17.05.–16.08.2015

White Noise

Sophie Bueno-Boutellier, Manuel Burgener, Nina Canell & Robin Watkins, Cevdet Erek, Judith Fegerl, Bruno Jakob, Judith Kakon

In einer Zeit, in der rund um die Uhr auf allen Kanälen gesendet wird, ist die Sendepause zur Ausnahme geworden. Die Zwischenräume zwischen den Sendekanälen, wo das Rauschen einst den Übergang zwischen Sendern oder das Ende des Sendetages markierte, ist es in der digitalen Welt nur noch selten hörbar. Im heutigen reiz- und bildüberfluteten Alltag ist die monotone Geräuschkulisse gar zu einem Konzept für Ruhe, Stille und Leere geworden. Downloadbare White Noise tracks versprechen einen besseren Schlaf, effizientere Stressreduktion und optimierte Fokussierung. In Grossraumbüros reguliert Pink Noise die Lärmanteile zu einer ruhigen und gleichzeitig anregenden Atmosphäre. Auch andere Farbtonalitäten von Geräuschen, etwa Blue, Green, Grey, Brown und Red Noise sind Audiokonzepte, deren Referenz zu farbigem Licht ein vergleichbares Spektrum unterschiedlicher Qualitäten und Einflüsse auf das mentale und visuelle Empfinden zugeschrieben wird. Das Rauschen wird dabei charakterisiert als eine chaotische Überlagerung aller Frequenzen zu einer neutralen, monotonen Geräuschkulisse. Rauschen entsteht in allen Frequenzbereichen, nicht nur im Bereich des Tons, sondern auch in demjenigen des Lichts. Es ist sowohl ein Konzept für das Nichts als auch eines für ein überwältigendes Alles - komplette Leere und absolute Fülle zugleich.

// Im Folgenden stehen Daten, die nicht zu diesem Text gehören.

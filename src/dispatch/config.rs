//! Processor configuration document.
//!
//! The document is externally authored YAML mapping a file's logical name (base name including
//! extension) to the capability group and routine that should process it:
//!
//! ```yaml
//! "MyExcel.xlsx":
//!   class: "_fundingcorp"
//!   method: "avg_bal_tb"
//! ```
//!
//! The document is read fresh on every dispatch call, never cached and never mutated.

use std::collections::BTreeMap;
use std::fs;
use std::path::Path;

use serde::Deserialize;

use crate::error::ProcessingResult;

use super::ProcessorRegistry;

/// A single configuration entry: which routine of which capability group handles a file.
#[derive(Debug, Clone, PartialEq, Eq, Deserialize)]
pub struct ProcessorRef {
    /// Capability group identifier.
    pub class: String,
    /// Routine identifier within the group.
    pub method: String,
}

/// Parse the configuration document at `path` into a logical-name → [`ProcessorRef`] map.
///
/// Lookups against this map are exact string matches on the logical file name; no globbing or
/// fuzzy resolution.
pub fn read_processor_map(
    path: impl AsRef<Path>,
) -> ProcessingResult<BTreeMap<String, ProcessorRef>> {
    let text = fs::read_to_string(path)?;
    let map: BTreeMap<String, ProcessorRef> = serde_yaml::from_str(&text)?;
    Ok(map)
}

/// A configuration entry referencing an identifier the registry does not know.
///
/// These are warnings, not errors: dispatch keeps its no-op-on-mismatch default, but surfacing
/// them at configuration-load time lets operators catch typos before a run.
#[derive(Debug, Clone, PartialEq, Eq)]
pub struct ConfigWarning {
    /// Logical file name of the offending entry.
    pub file: String,
    /// Human-readable description of the problem.
    pub message: String,
}

/// Validate a configuration map against a registry, reporting unknown identifiers.
pub fn validate(
    map: &BTreeMap<String, ProcessorRef>,
    registry: &ProcessorRegistry,
) -> Vec<ConfigWarning> {
    let mut warnings = Vec::new();
    for (file, entry) in map {
        if !registry.contains_group(&entry.class) {
            warnings.push(ConfigWarning {
                file: file.clone(),
                message: format!("unknown capability group '{}'", entry.class),
            });
        } else if !registry.contains(&entry.class, &entry.method) {
            warnings.push(ConfigWarning {
                file: file.clone(),
                message: format!(
                    "unknown routine '{}' in capability group '{}'",
                    entry.method, entry.class
                ),
            });
        }
    }
    warnings
}
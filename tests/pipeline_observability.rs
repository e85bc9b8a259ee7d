use std::fs;
use std::path::PathBuf;
use std::sync::{Arc, Mutex};
use std::time::{SystemTime, UNIX_EPOCH};

use fileproc::loading::{
    load_from_path, LoadContext, LoadOptions, LoadStats, PipelineObserver, SessionLogObserver,
    Severity,
};
use fileproc::{FileProcessor, ProcessingError};

#[derive(Default)]
struct RecordingObserver {
    successes: Mutex<Vec<usize>>,
    failures: Mutex<Vec<Severity>>,
    warnings: Mutex<Vec<String>>,
    skipped: Mutex<Vec<String>>,
}

impl PipelineObserver for RecordingObserver {
    fn on_load_success(&self, _ctx: &LoadContext, stats: LoadStats) {
        self.successes.lock().unwrap().push(stats.rows);
    }

    fn on_load_failure(&self, _ctx: &LoadContext, severity: Severity, _error: &ProcessingError) {
        self.failures.lock().unwrap().push(severity);
    }

    fn on_warning(&self, _ctx: &LoadContext, message: &str) {
        self.warnings.lock().unwrap().push(message.to_string());
    }

    fn on_process_skipped(&self, file: &str, _reason: &str) {
        self.skipped.lock().unwrap().push(file.to_string());
    }
}

fn tmp_path(tag: &str, ext: &str) -> PathBuf {
    let nanos = SystemTime::now()
        .duration_since(UNIX_EPOCH)
        .unwrap()
        .as_nanos();
    std::env::temp_dir().join(format!("fileproc-obs-{tag}-{nanos}.{ext}"))
}

#[test]
fn observer_sees_load_success_with_stats() {
    let obs = Arc::new(RecordingObserver::default());
    let opts = LoadOptions {
        observer: Some(obs.clone()),
    };

    let _ = load_from_path("tests/fixtures/people.csv", "csv", &opts).unwrap();
    assert_eq!(obs.successes.lock().unwrap().clone(), vec![2]);
    assert!(obs.failures.lock().unwrap().is_empty());
}

#[test]
fn observer_sees_critical_severity_on_missing_file() {
    let obs = Arc::new(RecordingObserver::default());
    let opts = LoadOptions {
        observer: Some(obs.clone()),
    };

    // Missing file -> underlying I/O failure -> Critical.
    let _ = load_from_path("tests/fixtures/does_not_exist.csv", "csv", &opts).unwrap_err();
    assert_eq!(obs.failures.lock().unwrap().clone(), vec![Severity::Critical]);
}

#[test]
fn observer_sees_error_severity_on_malformed_mail_export() {
    let path = tmp_path("notables", "eml");
    fs::write(&path, "<html><body><p>no tables here</p></body></html>").unwrap();

    let obs = Arc::new(RecordingObserver::default());
    let opts = LoadOptions {
        observer: Some(obs.clone()),
    };

    let _ = load_from_path(&path, "eml", &opts).unwrap_err();
    assert_eq!(obs.failures.lock().unwrap().clone(), vec![Severity::Error]);

    let _ = fs::remove_file(&path);
}

#[test]
fn observer_sees_multi_sheet_warning() {
    use rust_xlsxwriter::Workbook;

    let path = tmp_path("multisheet", "xlsx");
    let mut wb = Workbook::new();
    for name in ["AvgBal", "BalSheet"] {
        let ws = wb.add_worksheet();
        ws.set_name(name).unwrap();
        ws.write_string(0, 0, "id").unwrap();
        ws.write_number(1, 0, 1.0).unwrap();
    }
    wb.save(&path).unwrap();

    let obs = Arc::new(RecordingObserver::default());
    let opts = LoadOptions {
        observer: Some(obs.clone()),
    };

    let _ = load_from_path(&path, "xlsx", &opts).unwrap();
    let warnings = obs.warnings.lock().unwrap().clone();
    assert_eq!(warnings.len(), 1);
    assert!(warnings[0].contains("multiple worksheets detected"));

    let _ = fs::remove_file(&path);
}

#[test]
fn observer_sees_process_skip_for_stale_routine() {
    let config = tmp_path("config", "yml");
    fs::write(
        &config,
        "\"people.csv\":\n  class: \"_fundingcorp\"\n  method: \"gone\"\n",
    )
    .unwrap();

    let obs = Arc::new(RecordingObserver::default());
    let processor = FileProcessor::new("tests/fixtures").with_observer(obs.clone());

    let ds = processor.load("tests/fixtures/people.csv", "csv").unwrap();
    let out = processor
        .process("tests/fixtures/people.csv", ds, &config)
        .unwrap();
    assert!(out.is_empty());
    assert_eq!(obs.skipped.lock().unwrap().clone(), vec!["people.csv".to_string()]);

    let _ = fs::remove_file(&config);
}

#[test]
fn session_log_records_header_and_events() {
    let nanos = SystemTime::now()
        .duration_since(UNIX_EPOCH)
        .unwrap()
        .as_nanos();
    let log_dir = std::env::temp_dir().join(format!("fileproc-obs-logs-{nanos}"));

    let obs = Arc::new(SessionLogObserver::create(&log_dir).unwrap());
    let opts = LoadOptions {
        observer: Some(obs.clone()),
    };
    let _ = load_from_path("tests/fixtures/people.csv", "csv", &opts).unwrap();

    let contents = fs::read_to_string(obs.path()).unwrap();
    assert!(contents.contains("File formats that can be loaded:"));
    assert!(contents.contains("- xlsx"));
    assert!(contents.contains("loaded format=Delimited"));
    assert!(contents.contains("rows=2"));

    let _ = fs::remove_dir_all(&log_dir);
}
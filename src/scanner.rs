//! Directory scanner.
//!
//! Enumerates regular files directly inside a directory and reports those whose extension is
//! loadable. Unrecognized extensions are silently omitted: this is an inclusion filter for the
//! load adapter, not a validation step.

use std::collections::BTreeMap;
use std::path::{Path, PathBuf};

use walkdir::WalkDir;

use crate::error::{ProcessingError, ProcessingResult};

/// Extensions the load adapter has a strategy for.
///
/// Adding a new loadable format means adding the extension here *and* a strategy branch in
/// [`crate::loading`].
pub const LOADABLE_EXTENSIONS: &[&str] = &["xls", "xlsx", "csv", "txt", "eml", "html"];

/// True if `ext` (case-insensitive) is a loadable extension.
pub fn is_loadable_extension(ext: &str) -> bool {
    let lower = ext.to_ascii_lowercase();
    LOADABLE_EXTENSIONS.contains(&lower.as_str())
}

/// List loadable files directly inside `dir`.
///
/// Returns one entry per regular file whose extension is in [`LOADABLE_EXTENSIONS`], keyed by
/// full path with the lowercased extension as value (shape: `{path: ["xlsx"]}`). Does not
/// recurse into subdirectories.
///
/// # Errors
///
/// [`ProcessingError::DirectoryNotFound`] if `dir` does not exist or is not a directory;
/// [`ProcessingError::Io`] if the listing itself fails.
pub fn list_files(dir: impl AsRef<Path>) -> ProcessingResult<BTreeMap<PathBuf, Vec<String>>> {
    let dir = dir.as_ref();
    if !dir.is_dir() {
        return Err(ProcessingError::DirectoryNotFound {
            path: dir.to_path_buf(),
        });
    }

    let mut files: BTreeMap<PathBuf, Vec<String>> = BTreeMap::new();
    for entry in WalkDir::new(dir).min_depth(1).max_depth(1) {
        let entry = entry.map_err(|e| match e.into_io_error() {
            Some(io) => ProcessingError::Io(io),
            None => ProcessingError::DirectoryNotFound {
                path: dir.to_path_buf(),
            },
        })?;
        if !entry.file_type().is_file() {
            continue;
        }

        let ext = entry
            .path()
            .extension()
            .and_then(|s| s.to_str())
            .map(str::to_ascii_lowercase);
        if let Some(ext) = ext {
            if LOADABLE_EXTENSIONS.contains(&ext.as_str()) {
                files.insert(entry.path().to_path_buf(), vec![ext]);
            }
        }
    }

    Ok(files)
}
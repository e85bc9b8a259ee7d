use std::fs;
use std::path::PathBuf;
use std::time::{SystemTime, UNIX_EPOCH};

use fileproc::types::Value;
use fileproc::{FileProcessor, ProcessingError};

fn tmp_dir(tag: &str) -> PathBuf {
    let nanos = SystemTime::now()
        .duration_since(UNIX_EPOCH)
        .unwrap()
        .as_nanos();
    let dir = std::env::temp_dir().join(format!("fileproc-e2e-{tag}-{nanos}"));
    fs::create_dir_all(&dir).unwrap();
    dir
}

#[test]
fn scan_load_process_round_trip() {
    let dir = tmp_dir("roundtrip");
    fs::write(
        dir.join("people.csv"),
        "id,name,score\n1,Ada,98.5\n2,Grace,87.25\n",
    )
    .unwrap();
    fs::write(dir.join("ignore.docx"), b"").unwrap();

    let config = dir.join("processors.yml");
    fs::write(
        &config,
        "\"people.csv\":\n  class: \"_fundingcorp\"\n  method: \"bal_sheet_tb\"\n",
    )
    .unwrap();

    let processor = FileProcessor::new(&dir);
    let files = processor.files().unwrap();
    assert_eq!(files.len(), 1);

    let (file, exts) = files.iter().next().unwrap();
    let df = processor.load(file, &exts[0]).unwrap();
    assert_eq!(df.row_count(), 2);

    // Shipped routines are identity transforms.
    let out = processor.process(file, df.clone(), &config).unwrap();
    assert_eq!(out, df);
    assert_eq!(out.rows[0][1], Value::Utf8("Ada".to_string()));

    let _ = fs::remove_dir_all(&dir);
}

#[test]
fn process_uses_base_name_as_logical_name() {
    let dir = tmp_dir("logical");
    fs::write(dir.join("people.csv"), "id\n1\n").unwrap();

    let config = dir.join("processors.yml");
    // Keyed by base name, not full path.
    fs::write(
        &config,
        "\"people.csv\":\n  class: \"_fundingcorp\"\n  method: \"avg_bal_tb\"\n",
    )
    .unwrap();

    let processor = FileProcessor::new(&dir);
    let df = processor.load(dir.join("people.csv"), "csv").unwrap();
    let out = processor.process(dir.join("people.csv"), df.clone(), &config).unwrap();
    assert_eq!(out, df);

    let _ = fs::remove_dir_all(&dir);
}

#[test]
fn process_fails_for_unlisted_file() {
    let dir = tmp_dir("unlisted");
    fs::write(dir.join("people.csv"), "id\n1\n").unwrap();

    let config = dir.join("processors.yml");
    fs::write(
        &config,
        "\"other.csv\":\n  class: \"_fundingcorp\"\n  method: \"avg_bal_tb\"\n",
    )
    .unwrap();

    let processor = FileProcessor::new(&dir);
    let df = processor.load(dir.join("people.csv"), "csv").unwrap();
    let err = processor
        .process(dir.join("people.csv"), df, &config)
        .unwrap_err();
    assert!(matches!(err, ProcessingError::ProcessorNotConfigured { .. }));

    let _ = fs::remove_dir_all(&dir);
}

#[test]
fn loadable_formats_lists_the_recognized_set() {
    let processor = FileProcessor::new("unused");
    assert_eq!(
        processor.loadable_formats(),
        &["xls", "xlsx", "csv", "txt", "eml", "html"]
    );
}

#[test]
fn files_on_missing_directory_fails() {
    let processor = FileProcessor::new("definitely/not/here");
    let err = processor.files().unwrap_err();
    assert!(matches!(err, ProcessingError::DirectoryNotFound { .. }));
}
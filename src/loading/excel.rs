//! Excel/workbook load strategy.
//!
//! Behavior:
//! - Sheets whose names start with `"Sheet"` (editor defaults) are ignored.
//! - The first remaining sheet is loaded; if several exist, only the first is used and a
//!   warning is surfaced to the caller.
//! - A workbook with no usable sheets yields [`DataSet::empty`].
//! - The first non-empty row of the sheet is the header row.

use std::path::Path;

use calamine::{open_workbook_auto, Data, Reader};

use crate::error::ProcessingResult;
use crate::types::{DataSet, Value};

/// Load an Excel workbook (`.xls`, `.xlsx`) into an in-memory [`DataSet`].
pub fn load_excel_from_path(path: impl AsRef<Path>) -> ProcessingResult<DataSet> {
    load_excel_inner(path).map(|(ds, _)| ds)
}

/// Workbook load returning an optional non-fatal warning alongside the dataset.
pub(crate) fn load_excel_inner(
    path: impl AsRef<Path>,
) -> ProcessingResult<(DataSet, Option<String>)> {
    let mut workbook = open_workbook_auto(path)?;

    let named: Vec<String> = workbook
        .sheet_names()
        .iter()
        .filter(|name| !name.starts_with("Sheet"))
        .cloned()
        .collect();

    let (sheet, warning) = match named.as_slice() {
        [] => return Ok((DataSet::empty(), None)),
        [only] => (only.clone(), None),
        [first, ..] => (
            first.clone(),
            Some(format!(
                "multiple worksheets detected ({}); only '{first}' was loaded",
                named.len()
            )),
        ),
    };

    let range = workbook.worksheet_range(&sheet)?;
    Ok((load_sheet_range(&range), warning))
}

fn load_sheet_range(range: &calamine::Range<Data>) -> DataSet {
    let mut header_row_idx: Option<usize> = None;
    let mut columns: Vec<String> = Vec::new();

    for (idx0, row) in range.rows().enumerate() {
        if row.iter().any(|c| !matches!(c, Data::Empty)) {
            header_row_idx = Some(idx0);
            columns = row.iter().map(cell_to_header_string).collect();
            break;
        }
    }

    let Some(header_row_idx) = header_row_idx else {
        return DataSet::empty();
    };

    let mut rows: Vec<Vec<Value>> = Vec::new();
    for (idx0, row) in range.rows().enumerate() {
        if idx0 <= header_row_idx {
            continue;
        }
        let out_row: Vec<Value> = (0..columns.len())
            .map(|col_idx| convert_cell(row.get(col_idx).unwrap_or(&Data::Empty)))
            .collect();
        rows.push(out_row);
    }

    DataSet::new(columns, rows)
}

fn cell_to_header_string(c: &Data) -> String {
    match c {
        Data::String(s) => s.trim().to_string(),
        Data::Int(i) => i.to_string(),
        Data::Float(f) => {
            if f.fract() == 0.0 {
                (*f as i64).to_string()
            } else {
                f.to_string()
            }
        }
        Data::Bool(b) => b.to_string(),
        Data::DateTime(f) => f.to_string(),
        Data::DateTimeIso(s) => s.clone(),
        Data::DurationIso(s) => s.clone(),
        Data::Error(e) => format!("{e:?}"),
        Data::Empty => "".to_string(),
    }
}

fn convert_cell(c: &Data) -> Value {
    match c {
        Data::Empty => Value::Null,
        Data::String(s) => {
            if s.trim().is_empty() {
                Value::Null
            } else {
                Value::Utf8(s.clone())
            }
        }
        Data::Int(i) => Value::Int64(*i),
        Data::Float(f) => Value::Float64(*f),
        Data::Bool(b) => Value::Bool(*b),
        Data::DateTime(f) => Value::Utf8(f.to_string()),
        Data::DateTimeIso(s) => Value::Utf8(s.clone()),
        Data::DurationIso(s) => Value::Utf8(s.clone()),
        Data::Error(e) => Value::Utf8(format!("{e:?}")),
    }
}
//! Delimited-text load strategy.
//!
//! `.csv` files are comma-delimited, `.txt` files are tab-delimited. The first record is the
//! header row; cell values are typed via [`Value::infer`].

use std::path::Path;

use crate::error::ProcessingResult;
use crate::types::{DataSet, Value};

/// Load a delimited-text file into an in-memory [`DataSet`].
///
/// The delimiter is chosen from the extension (`txt` → tab, anything else → comma). A file
/// with no records yields [`DataSet::empty`].
pub fn load_delimited_from_path(
    path: impl AsRef<Path>,
    extension: &str,
) -> ProcessingResult<DataSet> {
    let delimiter = if extension.eq_ignore_ascii_case("txt") {
        b'\t'
    } else {
        b','
    };
    let mut rdr = csv::ReaderBuilder::new()
        .has_headers(true)
        .delimiter(delimiter)
        .from_path(path)?;
    load_delimited_from_reader(&mut rdr)
}

/// Load delimited data from an existing CSV reader.
pub fn load_delimited_from_reader<R: std::io::Read>(
    rdr: &mut csv::Reader<R>,
) -> ProcessingResult<DataSet> {
    let headers = rdr.headers()?.clone();
    if headers.is_empty() {
        return Ok(DataSet::empty());
    }
    let columns: Vec<String> = headers.iter().map(|h| h.trim().to_string()).collect();

    let mut rows: Vec<Vec<Value>> = Vec::new();
    for result in rdr.records() {
        let record = result?;
        let row: Vec<Value> = (0..columns.len())
            .map(|idx| Value::infer(record.get(idx).unwrap_or("")))
            .collect();
        rows.push(row);
    }

    Ok(DataSet::new(columns, rows))
}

In der Geschichte der Kunst hat die Beschäftigung mit der Leere, etwa inszeniert als weisse Bildfläche oder lautloses Musikstück, eine lange Tradition. Um die Leere und das Nichts ranken sich auch unzählige Konzepte der Religion, Philosophie, Mathematik und der Naturwissenschaft. Absolute Leere, das Nichts, ist dabei ein theoretisches Phänomen geblieben. Für die meisten Menschen ist das Nichts gleichbedeutend mit der Abwesenheit von identifizierbaren Strukturen. Das Nichts entsteht gewissermassen im Auge des Betrachters und im Ohr des Hörers. Dort, wo die eigene Wahrnehmung nur noch wenige Haltepunkte besitzt, füllt die Imagination das Vakuum.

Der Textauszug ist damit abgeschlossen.